盛田幸妃さんの亡くなった直接的な理由は転移性悪性腺腫となっておりますが、その原因は、脳腫瘍によって引き起こされたものと考えられています。
現役引退後も、たびたび脳腫瘍の再発と手術を繰り返していたようです。
では、脳腫瘍とはどのような病気なのか確認していきましょう。
1.脳腫瘍とは?
脳腫瘍とは、頭蓋骨の内側にある脳の部分にできる腫瘍のことです。
脳腫瘍には、大きく分けて「原発性脳腫瘍」と「転移性腫瘍」の2種類があります。
それぞれ、どのような特徴があるのでしょうか?
2.原発性脳腫瘍とは?
脳や脳の周辺組織から生じた脳腫瘍で、脳腫瘍全体の82.4%が原発性脳腫瘍と言われています。

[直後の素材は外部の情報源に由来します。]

// Canonical simulation entities. These are the authoritative records the tick
// pipeline mutates in place; everything the transport layer sees is derived
// from them at tick boundaries.

use super::buffs::AppliedBuff;
use super::content::{AbilityId, HeroId, ItemId};
use super::math::Vec2;

#[derive(Debug, Clone, Copy, PartialEq, Eq, Hash, PartialOrd, Ord)]
pub struct PlayerId(pub u64);

#[derive(Debug, Clone, Copy, PartialEq, Eq, Hash)]
pub struct TowerId(pub u32);

#[derive(Debug, Clone, Copy, PartialEq, Eq, Hash)]
pub struct CreepId(pub u32);

#[derive(Debug, Clone, Copy, PartialEq, Eq, Hash)]
pub struct CampId(pub u32);

#[derive(Debug, Clone, Copy, PartialEq, Eq, Hash)]
pub struct MonsterId(pub u32);

#[derive(Debug, Clone, Copy, PartialEq, Eq, Hash)]
pub enum Team {
    Radiant,
    Dire,
}

impl Team {
    pub fn enemy(self) -> Team {
        match self {
            Team::Radiant => Team::Dire,
            Team::Dire => Team::Radiant,
        }
    }

    pub fn as_str(self) -> &'static str {
        match self {
            Team::Radiant => "radiant",
            Team::Dire => "dire",
        }
    }
}

#[derive(Debug, Clone, Copy, PartialEq, Eq, Hash)]
pub enum Lane {
    Top,
    Mid,
    Bot,
}

impl Lane {
    pub const ALL: [Lane; 3] = [Lane::Top, Lane::Mid, Lane::Bot];

    pub fn index(self) -> usize {
        match self {
            Lane::Top => 0,
            Lane::Mid => 1,
            Lane::Bot => 2,
        }
    }

    pub fn as_str(self) -> &'static str {
        match self {
            Lane::Top => "top",
            Lane::Mid => "mid",
            Lane::Bot => "bot",
        }
    }
}

/// Handle to any attackable unit. Handles are validated against the store at
/// use; a dangling reference is a no-op, never an error.
#[derive(Debug, Clone, Copy, PartialEq, Eq, Hash)]
pub enum UnitRef {
    Player(PlayerId),
    Tower(TowerId),
    Creep(CreepId),
    Monster(MonsterId),
}

/// Per-team visibility flags recomputed by the vision system.
#[derive(Debug, Clone, Copy)]
pub struct Visibility {
    pub radiant: bool,
    pub dire: bool,
}

impl Visibility {
    pub fn all() -> Self {
        Self {
            radiant: true,
            dire: true,
        }
    }

    pub fn seen_by(&self, team: Team) -> bool {
        match team {
            Team::Radiant => self.radiant,
            Team::Dire => self.dire,
        }
    }

    pub fn set(&mut self, team: Team, visible: bool) {
        match team {
            Team::Radiant => self.radiant = visible,
            Team::Dire => self.dire = visible,
        }
    }
}

/// Base combat numbers; buffs and items layer on top of these at read time.
#[derive(Debug, Clone, Copy)]
pub struct CombatStats {
    pub attack_damage: i32,
    /// Attacks per second before buff modifiers.
    pub attack_speed: f32,
    pub attack_range: f32,
    pub armor: i32,
    pub magic_resist: i32,
    pub move_speed: f32,
}

#[derive(Debug, Clone, Copy)]
pub struct AbilitySlot {
    pub ability: AbilityId,
    /// 0 = not learned yet.
    pub level: u8,
    /// Seconds until the slot is castable again.
    pub cooldown: f32,
}

#[derive(Debug, Clone, Copy)]
pub struct ItemStack {
    pub item: ItemId,
    pub count: u32,
}

pub const INVENTORY_SLOTS: usize = 6;

/// Aggregates reported in `game_end` and handed to the result sink.
#[derive(Debug, Clone, Copy, Default)]
pub struct ScoreLine {
    pub kills: u32,
    pub deaths: u32,
    pub creep_kills: u32,
    pub gold_earned: u32,
    pub damage_dealt: u64,
}

#[derive(Debug, Clone)]
pub struct Player {
    pub id: PlayerId,
    pub name: String,
    pub team: Team,
    pub is_bot: bool,
    pub connected: bool,
    /// Locked in during hero select.
    pub ready: bool,
    pub hero: Option<HeroId>,

    pub level: u32,
    pub xp: u32,
    pub gold: u32,
    pub health: i32,
    pub max_health: i32,
    pub mana: i32,
    pub max_mana: i32,
    pub spell_power: i32,

    pub pos: Vec2,
    pub rot: f32,
    pub move_target: Option<Vec2>,
    /// Remaining waypoints toward the latest move order.
    pub path: Vec<Vec2>,

    pub stats: CombatStats,
    pub attack_cooldown: f32,
    pub target: Option<UnitRef>,

    pub abilities: Vec<AbilitySlot>,
    pub inventory: [Option<ItemStack>; INVENTORY_SLOTS],
    pub buffs: Vec<AppliedBuff>,

    pub vision_range: f32,
    pub visible_to: Visibility,

    pub alive: bool,
    pub respawn_timer: f32,
    /// Seconds left before a disconnected player counts as abandoned.
    pub disconnect_grace: Option<f32>,

    pub score: ScoreLine,
}

impl Player {
    /// Roster-time constructor; combat fields are filled in when the match
    /// enters the playing phase and the hero is known.
    pub fn from_roster(id: PlayerId, name: String, team: Team, is_bot: bool) -> Self {
        Self {
            id,
            name,
            team,
            is_bot,
            connected: is_bot,
            ready: false,
            hero: None,
            level: 1,
            xp: 0,
            gold: 0,
            health: 0,
            max_health: 0,
            mana: 0,
            max_mana: 0,
            spell_power: 0,
            pos: Vec2::ZERO,
            rot: 0.0,
            move_target: None,
            path: Vec::new(),
            stats: CombatStats {
                attack_damage: 0,
                attack_speed: 1.0,
                attack_range: 0.0,
                armor: 0,
                magic_resist: 0,
                move_speed: 0.0,
            },
            attack_cooldown: 0.0,
            target: None,
            abilities: Vec::new(),
            inventory: [None; INVENTORY_SLOTS],
            buffs: Vec::new(),
            vision_range: 0.0,
            visible_to: Visibility::all(),
            alive: false,
            respawn_timer: 0.0,
            disconnect_grace: None,
            score: ScoreLine::default(),
        }
    }
}

#[derive(Debug, Clone)]
pub struct Tower {
    pub id: TowerId,
    pub team: Team,
    pub lane: Lane,
    /// 1..=4; losing every tier-4 tower loses the match.
    pub tier: u8,
    pub pos: Vec2,
    pub health: i32,
    pub max_health: i32,
    pub stats: CombatStats,
    pub attack_cooldown: f32,
    pub target: Option<UnitRef>,
    pub under_attack: bool,
    pub alive: bool,
}

#[derive(Debug, Clone, Copy, PartialEq, Eq)]
pub enum CreepKind {
    Melee,
    Ranged,
    Siege,
}

impl CreepKind {
    pub fn as_str(self) -> &'static str {
        match self {
            CreepKind::Melee => "melee",
            CreepKind::Ranged => "ranged",
            CreepKind::Siege => "siege",
        }
    }
}

#[derive(Debug, Clone)]
pub struct Creep {
    pub id: CreepId,
    pub team: Team,
    pub kind: CreepKind,
    pub lane: Lane,
    pub pos: Vec2,
    pub rot: f32,
    pub move_target: Option<Vec2>,
    pub waypoint_index: usize,
    pub health: i32,
    pub max_health: i32,
    pub stats: CombatStats,
    pub attack_cooldown: f32,
    pub gold_bounty: u32,
    pub xp_bounty: u32,
    pub target: Option<UnitRef>,
    pub buffs: Vec<AppliedBuff>,
    pub visible_to: Visibility,
    pub alive: bool,
    /// Tick at which the corpse leaves the store.
    pub despawn_at: Option<u64>,
}

#[derive(Debug, Clone)]
pub struct JungleCamp {
    pub id: CampId,
    /// 1 = easy, 2 = hard.
    pub tier: u8,
    /// Side of the map the camp sits on; neutral camps have none.
    pub affinity: Option<Team>,
    pub pos: Vec2,
    pub cleared: bool,
    pub respawn_in: f32,
}

#[derive(Debug, Clone, Copy, PartialEq, Eq)]
pub enum MonsterKind {
    Wolf,
    Golem,
    Ancient,
}

impl MonsterKind {
    pub fn as_str(self) -> &'static str {
        match self {
            MonsterKind::Wolf => "wolf",
            MonsterKind::Golem => "golem",
            MonsterKind::Ancient => "ancient",
        }
    }
}

#[derive(Debug, Clone)]
pub struct JungleMonster {
    pub id: MonsterId,
    pub camp: CampId,
    pub kind: MonsterKind,
    pub pos: Vec2,
    pub rot: f32,
    pub spawn_anchor: Vec2,
    pub health: i32,
    pub max_health: i32,
    pub stats: CombatStats,
    pub attack_cooldown: f32,
    pub gold_bounty: u32,
    pub xp_bounty: u32,
    pub aggro_target: Option<PlayerId>,
    pub resetting: bool,
    pub buffs: Vec<AppliedBuff>,
    pub visible_to: Visibility,
    pub alive: bool,
    pub despawn_at: Option<u64>,
}

#[derive(Debug, Clone)]
pub struct ChatMessage {
    pub sender: PlayerId,
    pub sender_name: String,
    pub team: Team,
    pub team_only: bool,
    pub content: String,
}

#[derive(Debug, Clone)]
pub struct MapPing {
    pub sender: PlayerId,
    pub team: Team,
    pub kind: String,
    pub pos: Vec2,
    /// Match-clock second past which the ping is dropped.
    pub expires_at: f32,
}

脳実質から生じる腫瘍の多くが悪性の「神経膠腫(グリオーマ)」で、脳の付属器から生じる腫瘍には「髄膜腫(ずいまくしゅ)」、「下垂体腺腫」、「神経鞘腫」などの種類があります。
脳腫瘍の発生の原因には、家族の遺伝というケースもありますが、ほとんどの場合は不明となっています。
盛田選手は、この原発性脳腫瘍の中でも良性の「髄膜腫」と闘病していました。その「髄膜腫」とはどのようなものなのでしょうか?
髄膜腫とは?
髄膜は、頭蓋骨の内側にある脳を包んでいる膜です。
髄膜は外側から硬膜、クモ膜、軟膜という3層の構造になっており、これから生じる腫瘍を髄膜腫といいます。

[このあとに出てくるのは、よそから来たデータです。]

// Ability definitions. Each ability resolves to one of four targeting
// protocols at load time; the cast path never inspects loose data.

use crate::domain::buffs::{BuffDef, BuffKind, DamageType};

#[derive(Debug, Clone, Copy, PartialEq, Eq, Hash)]
pub struct AbilityId(pub u32);

#[derive(Debug, Clone, Copy)]
pub enum TargetProtocol {
    /// No target; applies the declared buff to the caster.
    SelfCast,
    /// Single living enemy unit within range.
    Unit,
    /// Ground point within range; hits everything in `radius` around it.
    PointArea { radius: f32 },
    /// Relocate toward a point, then hit around the landing position.
    Dash,
}

/// Per-level tables are indexed by `level - 1`; all abilities cap at 4.
pub const MAX_ABILITY_LEVEL: u8 = 4;

#[derive(Debug, Clone)]
pub struct AbilityDef {
    pub id: AbilityId,
    pub name: &'static str,
    pub protocol: TargetProtocol,
    pub damage_type: DamageType,
    pub base_damage: [i32; 4],
    pub mana_cost: [i32; 4],
    pub cooldown: [f32; 4],
    pub range: f32,
    /// Attack damage scaling.
    pub ad_ratio: f32,
    /// Spell power scaling (applied as `spell_power * ap_ratio * 100`).
    pub ap_ratio: f32,
    /// Buff applied to hit enemies, or to the caster for SelfCast.
    pub applies: Option<BuffDef>,
}

impl AbilityDef {
    pub fn damage_at(&self, level: u8) -> i32 {
        self.base_damage[usize::from(level.clamp(1, MAX_ABILITY_LEVEL)) - 1]
    }

    pub fn cost_at(&self, level: u8) -> i32 {
        self.mana_cost[usize::from(level.clamp(1, MAX_ABILITY_LEVEL)) - 1]
    }

    pub fn cooldown_at(&self, level: u8) -> f32 {
        self.cooldown[usize::from(level.clamp(1, MAX_ABILITY_LEVEL)) - 1]
    }
}

pub const SLASH: AbilityId = AbilityId(0);
pub const FIREBALL: AbilityId = AbilityId(1);
pub const FROST_NOVA: AbilityId = AbilityId(2);
pub const BLINK_STRIKE: AbilityId = AbilityId(3);
pub const BATTLE_SHOUT: AbilityId = AbilityId(4);
pub const STONE_SKIN: AbilityId = AbilityId(5);
pub const VENOM_BLADES: AbilityId = AbilityId(6);
pub const FLAME_WAVE: AbilityId = AbilityId(7);
pub const BULL_CHARGE: AbilityId = AbilityId(8);
pub const SPRINT: AbilityId = AbilityId(9);

pub fn builtin_abilities() -> Vec<AbilityDef> {
    vec![
        AbilityDef {
            id: SLASH,
            name: "Slash",
            protocol: TargetProtocol::Unit,
            damage_type: DamageType::Physical,
            base_damage: [60, 110, 160, 210],
            mana_cost: [30, 35, 40, 45],
            cooldown: [8.0, 7.0, 6.0, 5.0],
            range: 200.0,
            ad_ratio: 0.8,
            ap_ratio: 0.0,
            applies: None,
        },
        AbilityDef {
            id: FIREBALL,
            name: "Fireball",
            protocol: TargetProtocol::Unit,
            damage_type: DamageType::Magical,
            base_damage: [80, 140, 200, 260],
            mana_cost: [50, 60, 70, 80],
            cooldown: [9.0, 8.5, 8.0, 7.5],
            range: 600.0,
            ad_ratio: 0.0,
            ap_ratio: 0.6,
            applies: None,
        },
        AbilityDef {
            id: FROST_NOVA,
            name: "Frost Nova",
            protocol: TargetProtocol::PointArea { radius: 250.0 },
            damage_type: DamageType::Magical,
            base_damage: [70, 120, 170, 220],
            mana_cost: [70, 80, 90, 100],
            cooldown: [12.0, 11.0, 10.0, 9.0],
            range: 700.0,
            ad_ratio: 0.0,
            ap_ratio: 0.5,
            applies: Some(BuffDef::new(BuffKind::Slow, 2.0, 0.3)),
        },
        AbilityDef {
            id: BLINK_STRIKE,
            name: "Blink Strike",
            protocol: TargetProtocol::Dash,
            damage_type: DamageType::Physical,
            base_damage: [50, 100, 150, 200],
            mana_cost: [60, 65, 70, 75],
            cooldown: [14.0, 12.0, 10.0, 8.0],
            range: 500.0,
            ad_ratio: 1.0,
            ap_ratio: 0.0,
            applies: None,
        },
        AbilityDef {
            id: BATTLE_SHOUT,
            name: "Battle Shout",
            protocol: TargetProtocol::SelfCast,
            damage_type: DamageType::Physical,
            base_damage: [0, 0, 0, 0],
            mana_cost: [40, 45, 50, 55],
            cooldown: [16.0, 15.0, 14.0, 13.0],
            range: 0.0,
            ad_ratio: 0.0,
            ap_ratio: 0.0,
            applies: Some(BuffDef::new(BuffKind::AttackSpeedUp, 6.0, 0.4)),
        },
        AbilityDef {
            id: STONE_SKIN,
            name: "Stone Skin",
            protocol: TargetProtocol::SelfCast,
            damage_type: DamageType::Physical,
            base_damage: [0, 0, 0, 0],
            mana_cost: [45, 50, 55, 60],
            cooldown: [18.0, 17.0, 16.0, 15.0],
            range: 0.0,
            ad_ratio: 0.0,
            ap_ratio: 0.0,
            applies: Some(BuffDef::new(BuffKind::ArmorUp, 5.0, 30.0)),
        },
        AbilityDef {
            id: VENOM_BLADES,
            name: "Venom Blades",
            protocol: TargetProtocol::Unit,
            damage_type: DamageType::Physical,
            base_damage: [40, 80, 120, 160],
            mana_cost: [35, 40, 45, 50],
            cooldown: [7.0, 6.5, 6.0, 5.5],
            range: 200.0,
            ad_ratio: 0.5,
            ap_ratio: 0.0,
            applies: Some(BuffDef::new(BuffKind::Poison, 4.0, 8.0).stacking(5)),
        },
        AbilityDef {
            id: FLAME_WAVE,
            name: "Flame Wave",
            protocol: TargetProtocol::PointArea { radius: 300.0 },
            damage_type: DamageType::Magical,
            base_damage: [90, 160, 230, 300],
            mana_cost: [80, 95, 110, 125],
            cooldown: [20.0, 18.0, 16.0, 14.0],
            range: 800.0,
            ad_ratio: 0.0,
            ap_ratio: 0.8,
            applies: Some(BuffDef::new(BuffKind::Burn, 3.0, 12.0)),
        },
        AbilityDef {
            id: BULL_CHARGE,
            name: "Bull Charge",
            protocol: TargetProtocol::Dash,
            damage_type: DamageType::Physical,
            base_damage: [70, 120, 170, 220],
            mana_cost: [55, 60, 65, 70],
            cooldown: [15.0, 13.0, 11.0, 9.0],
            range: 450.0,
            ad_ratio: 0.6,
            ap_ratio: 0.0,
            applies: Some(BuffDef::new(BuffKind::Stun, 1.0, 0.0)),
        },
        AbilityDef {
            id: SPRINT,
            name: "Sprint",
            protocol: TargetProtocol::SelfCast,
            damage_type: DamageType::Physical,
            base_damage: [0, 0, 0, 0],
            mana_cost: [30, 30, 30, 30],
            cooldown: [14.0, 13.0, 12.0, 11.0],
            range: 0.0,
            ad_ratio: 0.0,
            ap_ratio: 0.0,
            applies: Some(BuffDef::new(BuffKind::Haste, 4.0, 0.3)),
        },
    ]
}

原発性脳腫瘍の中では、近年もっとも発生頻度の高い脳腫瘍です。
これは診断技術の進歩により、無症候性脳腫瘍と呼ばれるまったく症状を示さない脳腫瘍の診断される機会がふえている結果と考えられます。
大部分の髄膜腫は良性ですが、まれに悪性化するものもあります。
2.転移性腫瘍とは?
他の臓器で生じたがんが、血液の流れによって脳に運ばれることで転移して生じた脳腫瘍で、脳腫瘍全体の17.4%が転移によるものです。
脳に転移をする前のがんは、肺がんが半数を占め、次いで、乳がんが10%の割合と言われています。
脳腫瘍はどんな症状があるの?
脳腫瘍にもいくつか種類があることをご紹介しましたが、多くの方に共通して起こる症状が「頭蓋内圧亢進症状」(ずがいないあつこうしんしょうじょう)です。
「頭蓋内圧亢進症状」は、脳に腫瘍ができると、頭蓋骨の中が圧迫されることにより、①頭痛 ②吐き気 ③ てんかん発作などの意識障害 などの症状が引き起こされます。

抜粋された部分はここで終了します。